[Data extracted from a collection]

= Beginning of Section =

use thiserror::Error;

/// Terminal failures of a scoring run. There is no partial-success mode:
/// either every wallet is scored or the run fails with one of these.
#[derive(Debug, Error, PartialEq)]
pub enum ScoreError {
    /// A transaction record is malformed or missing a required field.
    #[error("data error in record {index}: {reason}")]
    Data { index: usize, reason: String },

    /// The feature matrix cannot be used to fit or apply the model.
    #[error("model error: {0}")]
    Model(String),
}

impl ScoreError {
    pub fn data(index: usize, reason: impl Into<String>) -> Self {
        Self::Data {
            index,
            reason: reason.into(),
        }
    }

    pub fn model(reason: impl Into<String>) -> Self {
        Self::Model(reason.into())
    }

    pub fn is_data(&self) -> bool {
        matches!(self, Self::Data { .. })
    }

    pub fn is_model(&self) -> bool {
        matches!(self, Self::Model(_))
    }
}

pub type ScoreResult<T> = Result<T, ScoreError>;
use crate::config::{Config, OutputConfig};
use crate::features::{extract_features, FeatureMatrix};
use crate::ingest::{load_transactions, TransactionRecord};
use crate::model::{CreditModel, CreditScorer, WalletScore};
use crate::report::{render_analysis, render_scores_csv, write_all_or_nothing, CsvColumns};
use crate::ScoreResult;

/// Counters describing one completed run.
#[derive(Debug, Default, Clone, PartialEq)]
pub struct RunSummary {
    pub transactions: u64,
    pub skipped_lines: u64,
    pub wallets_scored: u64,
    pub features_used: u64,
    pub features_dropped: u64,
}

/// Everything a run computed, before anything is written out.
#[derive(Debug)]
pub struct ScoringRun {
    pub matrix: FeatureMatrix,
    pub model: CreditModel,
    /// Ranked by credit score, highest first.
    pub scores: Vec<WalletScore>,
}

impl ScoringRun {
    pub fn dropped_columns(&self) -> &[String] {
        &self.model.scaler.dropped
    }
}

/// Orchestrates one batch scoring run:
/// 1. Load and validate the transaction log
/// 2. Per-wallet feature extraction
/// 3. Fit scaler + isolation forest and map to credit scores
/// 4. Write score table, analysis report and (optionally) the model
///
/// Outputs are only written after step 3 succeeds for every wallet, and a
/// failure in step 4 leaves none of them behind.
pub struct ScoringPipeline {
    scorer: CreditScorer,
    output: OutputConfig,
}

impl ScoringPipeline {
    pub fn new(config: &Config) -> Self {
        Self {
            scorer: CreditScorer::new(config.model.clone()),
            output: config.output.clone(),
        }
    }

    /// Pure part of the run: features, fit and scores.
    pub fn score(&self, records: &[TransactionRecord]) -> ScoreResult<ScoringRun> {
        let features = extract_features(records);
        let matrix = FeatureMatrix::from_features(&features);
        let (model, scores) = self.scorer.fit_and_score(&matrix)?;
        Ok(ScoringRun {
            matrix,
            model,
            scores,
        })
    }

    /// Full run from the input log on disk to the output files.
    pub fn run(&self, input_path: &str) -> eyre::Result<RunSummary> {
        let log = load_transactions(input_path)?;
        let run = self.score(&log.records)?;
        self.write_outputs(&run)?;

        let summary = RunSummary {
            transactions: log.records.len() as u64,
            skipped_lines: log.skipped_lines as u64,
            wallets_scored: run.scores.len() as u64,
            features_used: run.model.scaler.columns.len() as u64,
            features_dropped: run.dropped_columns().len() as u64,
        };
        tracing::info!(
            transactions = summary.transactions,
            wallets = summary.wallets_scored,
            features = summary.features_used,
            dropped = summary.features_dropped,
            "Scoring run complete"
        );
        Ok(summary)
    }

    /// Render every output in memory, then place them all or none.
    pub fn write_outputs(&self, run: &ScoringRun) -> eyre::Result<()> {
        let columns = CsvColumns {
            raw_score: self.output.include_raw_score,
            features: self.output.include_features,
        };
        let scores_csv = render_scores_csv(&self.output.scores_path, &run.scores, &run.matrix, columns)?;
        let report = render_analysis(&run.matrix, &run.scores, run.dropped_columns());
        let model_json = match &self.output.model_path {
            Some(_) => Some(run.model.to_json()?),
            None => None,
        };

        let mut outputs: Vec<(&str, &[u8])> = vec![
            (self.output.scores_path.as_str(), scores_csv.as_slice()),
            (self.output.analysis_path.as_str(), report.as_bytes()),
        ];
        if let (Some(path), Some(json)) = (&self.output.model_path, &model_json) {
            outputs.push((path.as_str(), json.as_bytes()));
        }
        write_all_or_nothing(&outputs)?;

        tracing::info!(
            scores = %self.output.scores_path,
            analysis = %self.output.analysis_path,
            rows = run.scores.len(),
            "Outputs written"
        );
        Ok(())
    }
}

#[cfg(test)]
mod tests {
    use super::*;
    use crate::ingest::Action;
    use chrono::{TimeZone, Utc};

    fn record(wallet: &str, action: Action, usd: f64, secs: i64) -> TransactionRecord {
        TransactionRecord {
            wallet_address: wallet.to_string(),
            action,
            usd_amount: usd,
            timestamp: Utc.timestamp_opt(1_620_000_000 + secs, 0).unwrap(),
            counterparty: None,
        }
    }

    #[test]
    fn test_every_wallet_scored_once() {
        let mut records = Vec::new();
        for w in 0..12 {
            let wallet = format!("0x{:02}", w);
            for i in 0..(w + 1) {
                records.push(record(&wallet, Action::Deposit, 100.0 * (i + 1) as f64, i * 3600));
            }
            if w % 4 == 0 {
                records.push(record(&wallet, Action::Borrow, 50.0, 99_999));
            }
        }

        let pipeline = ScoringPipeline::new(&Config::default());
        let run = pipeline.score(&records).unwrap();

        let mut wallets: Vec<_> = run.scores.iter().map(|s| s.wallet_address.clone()).collect();
        wallets.sort();
        let expected: Vec<_> = (0..12).map(|w| format!("0x{:02}", w)).collect();
        assert_eq!(wallets, expected);
        assert!(run.scores.iter().all(|s| s.credit_score <= 1000));
    }

    #[test]
    fn test_constant_columns_reported_as_dropped() {
        let records = vec![
            record("0xa", Action::Deposit, 10.0, 0),
            record("0xb", Action::Deposit, 20.0, 0),
            record("0xb", Action::Deposit, 20.0, 60),
            record("0xc", Action::Deposit, 5.0, 0),
        ];
        let run = ScoringPipeline::new(&Config::default()).score(&records).unwrap();
        let dropped = run.dropped_columns();
        assert!(dropped.contains(&"liquidation_count".to_string()));
        assert!(dropped.contains(&"borrow_ratio".to_string()));
        assert!(!dropped.contains(&"total_txs".to_string()));
    }

    #[test]
    fn test_single_wallet_fails() {
        let records = vec![
            record("0xa", Action::Deposit, 10.0, 0),
            record("0xa", Action::Borrow, 5.0, 10),
        ];
        let err = ScoringPipeline::new(&Config::default()).score(&records).unwrap_err();
        assert!(err.is_model());
    }
}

= End of Section =

Task item
Could you return all lines from the records that include the word "impl"?

Solution
impl ScoreError {
    pub fn data(index: usize, reason: impl Into<String>) -> Self {
    pub fn model(reason: impl Into<String>) -> Self {
impl ScoringRun {
impl ScoringPipeline {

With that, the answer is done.